Anyone who studies the past soon comes up against the question of what the money amounts mentioned really meant. There are a number of sites that will "tell" us, but translating 200-year-old dollar values into today's economy is a very difficult and dubious task. I proposed some alternatives in a blog post last year and recommended the site Measuring Worth if you're determined to try to make such a statement.
But for several reasons it seemed more reasonable to compare apples to apples and describe purchases from back then that we might be able to grasp in in-kind terms today.
So when I wanted to know what it meant for a War of 1812 soldier to be paid about $12 for a couple months' service (two separate hitches), I went looking. I found that that in 1812 in near-frontier Cincinnati that amount of money would have bought
"more than 250 pounds of beef.1 In Jefferson County [New York] some 20 years later it would have bought about 100 pounds of maple sugar.2"1 Thomas Senior Berry, Western Prices Before 1861: A Study of the Cincinnati Market (Cambridge: Harvard University Press, 1943), Table 23, “Median Annual Prices of Fourteen Leading Commodities in the Ohio Valley, 1786-1817,” pp. 568-69; digital images, Food Timeline (http://www.foodtimelines.org/prices1786-1817.pdf : accessed 9 April 2013).
2 Henry H. Lyman, “Sugar-Making,” in Memories of the Old Homestead: A Story about Lorraine, NY (1900; reprint, Historical Association of South Jefferson, 1999), 23rd paragraph; digital image, Adams, New York History and Genealogy (http://www.adamsny.net/lyman.html : accessed 9 April 2013).
Harold Henderson, "What was $12 worth in 1814?," Midwestern Microhistory: A Genealogy Blog, posted 22 May 2013 (http://midwesternmicrohistory.blogspot.com : accessed [access date]). [Please feel free to link to the specific post if you prefer.]
1 comment:
Newspaper ads can be helpful, better in late 19th and 20th centuries. But at times when production technology was changing (as for textiles 1820-1900) and domestic competition was intensive with foreign products, the producers often advertised exactly how 'cheap' their goods were.
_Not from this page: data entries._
// SPDX-License-Identifier: BUSL-1.1
// Copyright (c) 2026 Alfred Jean LLC

//! TOML configuration for `fluxiond`.
//!
//! Top-level tables: `[[buffer]]`, `[[input]]`, `[[filter]]`,
//! `[[output]]`, plus named output groups as `[["output:NAME"]]` and an
//! optional `[engine]` table. Plugin-specific keys are kept opaque: each
//! table is re-encoded as MessagePack and handed to the plugin's own
//! config structure through `Configure`.

use fluxion_buffer::Options;
use fluxion_engine::{Engine, EngineError, RestartPolicy};
use fluxion_plugin::Registry;
use std::path::Path;
use thiserror::Error;

#[derive(Debug, Error)]
pub enum ConfigError {
    #[error("failed to read {path}: {source}")]
    Io {
        path: String,
        #[source]
        source: std::io::Error,
    },

    #[error("invalid config: {0}")]
    Parse(#[from] toml::de::Error),

    #[error("invalid config: {0}")]
    Invalid(String),

    #[error("unencodable plugin config: {0}")]
    Encode(#[from] rmp_serde::encode::Error),

    #[error(transparent)]
    Engine(#[from] EngineError),
}

/// One `[[input]]` / `[[filter]]` / `[[output]]` block.
#[derive(Debug, Clone)]
pub struct PluginConf {
    pub plugin_type: String,
    /// Tag pattern; absent only on inputs.
    pub pattern: Option<String>,
    /// Named buffer profile; outputs only.
    pub buffer_name: Option<String>,
    /// The whole table, MessagePack-encoded, for the plugin itself.
    pub params: Vec<u8>,
}

/// Parsed daemon configuration.
#[derive(Debug, Default)]
pub struct Config {
    pub buffers: Vec<Options>,
    pub inputs: Vec<PluginConf>,
    pub filters: Vec<PluginConf>,
    /// `(group name, outputs)`; the default group is the empty string.
    pub output_groups: Vec<(String, Vec<PluginConf>)>,
    pub restart_policy: RestartPolicy,
}

impl Config {
    pub fn load(path: &Path) -> Result<Self, ConfigError> {
        let content = std::fs::read_to_string(path).map_err(|source| ConfigError::Io {
            path: path.display().to_string(),
            source,
        })?;
        Self::parse(&content)
    }

    pub fn parse(content: &str) -> Result<Self, ConfigError> {
        let table: toml::Table = content.parse()?;
        let mut config = Config::default();

        for (key, value) in &table {
            match key.as_str() {
                "buffer" => {
                    for entry in as_table_array(key, value)? {
                        let opts: Options = toml::Value::Table(entry.clone()).try_into()?;
                        if opts.name.is_empty() {
                            return Err(ConfigError::Invalid("buffer with empty name".into()));
                        }
                        config.buffers.push(opts);
                    }
                }
                "input" => {
                    for entry in as_table_array(key, value)? {
                        config.inputs.push(plugin_conf(key, entry, false)?);
                    }
                }
                "filter" => {
                    for entry in as_table_array(key, value)? {
                        config.filters.push(plugin_conf(key, entry, true)?);
                    }
                }
                "engine" => {
                    let entry = value.as_table().ok_or_else(|| {
                        ConfigError::Invalid("engine must be a table".into())
                    })?;
                    config.restart_policy = restart_policy(entry)?;
                }
                _ => {
                    // `output` or `output:NAME`.
                    let Some(group) = output_group(key) else {
                        return Err(ConfigError::Invalid(format!("unknown section {key:?}")));
                    };
                    let mut outputs = Vec::new();
                    for entry in as_table_array(key, value)? {
                        outputs.push(plugin_conf(key, entry, true)?);
                    }
                    config.output_groups.push((group.to_string(), outputs));
                }
            }
        }
        Ok(config)
    }
}

fn output_group(key: &str) -> Option<&str> {
    if key == "output" {
        return Some("");
    }
    key.strip_prefix("output:")
}

fn as_table_array<'a>(
    key: &str,
    value: &'a toml::Value,
) -> Result<impl Iterator<Item = &'a toml::Table>, ConfigError> {
    let entries = value
        .as_array()
        .ok_or_else(|| ConfigError::Invalid(format!("{key} must be an array of tables")))?;
    let mut tables = Vec::with_capacity(entries.len());
    for entry in entries {
        tables.push(entry.as_table().ok_or_else(|| {
            ConfigError::Invalid(format!("{key} entries must be tables"))
        })?);
    }
    Ok(tables.into_iter())
}

fn plugin_conf(
    section: &str,
    entry: &toml::Table,
    needs_match: bool,
) -> Result<PluginConf, ConfigError> {
    let plugin_type = entry
        .get("type")
        .and_then(toml::Value::as_str)
        .ok_or_else(|| ConfigError::Invalid(format!("{section} entry without a type")))?
        .to_string();

    let pattern = entry.get("match").and_then(toml::Value::as_str).map(str::to_string);
    if needs_match && pattern.is_none() {
        return Err(ConfigError::Invalid(format!(
            "{section} entry of type {plugin_type:?} without a match pattern"
        )));
    }

    let buffer_name =
        entry.get("buffer_name").and_then(toml::Value::as_str).map(str::to_string);

    Ok(PluginConf {
        plugin_type,
        pattern,
        buffer_name,
        params: rmp_serde::to_vec_named(entry)?,
    })
}

fn restart_policy(entry: &toml::Table) -> Result<RestartPolicy, ConfigError> {
    match entry.get("restart_policy").and_then(toml::Value::as_str) {
        None => Ok(RestartPolicy::default()),
        Some("always") => Ok(RestartPolicy::Always),
        Some("on-error") => Ok(RestartPolicy::OnError),
        Some("never") => Ok(RestartPolicy::Never),
        Some(other) => {
            Err(ConfigError::Invalid(format!("unknown restart_policy {other:?}")))
        }
    }
}

/// Wire a parsed configuration into a ready-to-start engine.
pub fn build_engine(config: &Config, registry: Registry) -> Result<Engine, ConfigError> {
    let engine = Engine::with_restart_policy(registry, config.restart_policy);
    for opts in &config.buffers {
        engine.register_buffer(opts.clone());
    }
    for input in &config.inputs {
        engine.add_input(&input.plugin_type, input.params.clone())?;
    }
    for filter in &config.filters {
        let pattern = filter
            .pattern
            .as_deref()
            .ok_or_else(|| ConfigError::Invalid("filter without match".into()))?;
        engine.add_filter(&filter.plugin_type, pattern, filter.params.clone())?;
    }
    for (group, outputs) in &config.output_groups {
        for output in outputs {
            let pattern = output
                .pattern
                .as_deref()
                .ok_or_else(|| ConfigError::Invalid("output without match".into()))?;
            engine.add_output(
                group,
                &output.plugin_type,
                pattern,
                output.buffer_name.as_deref(),
                output.params.clone(),
            )?;
        }
    }
    Ok(engine)
}

#[cfg(test)]
#[path = "config_tests.rs"]
mod tests;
For farm products/equipment and artisans' tools, local estate appraisals can be helpful. Having a selection of local day books and other accounts ledgers can also be useful. Some estate records even include itemized lists of debts submitted by creditors (oh, those half-pints of whiskey!), or just the pair of shoes purchased on the Christmas Eve before a death 2 days later.
One must have a pretty good database and overview of trends. Some things such as chattel prices depended much on age, gender and size, while the price of a bushel of corn or shoeing a horse might not change much over a decade or more.
One must take into account events affecting particular commodities, such as the War of 1812's enabling domestic textile producers to thrive without British goods' being dumped on the USA market. One must understand that the onset of wage-labor as a main income source was accompanied by employers' desire to pay as little as possible: in the New England textile industry especially from the 1830s, work was so hard and long that the working class was scarcely able to reproduce (a similar situation prevailed in England).
Then there were the depressions (such as of the 1830s that went on into the 1840s in many locales), and scarcities during and after wars (e.g., cotton in the 1860s).
Estate appraisals can be especially useful where specie was scarce (as in the late 18th century) and where/when the local economies were mainly barter-based.
One can also look at Court of Common Pleas records and sometimes see specifically what a purchaser was sued for.
There are lots of resources - they just take appreciable digging and acquisition of data sources.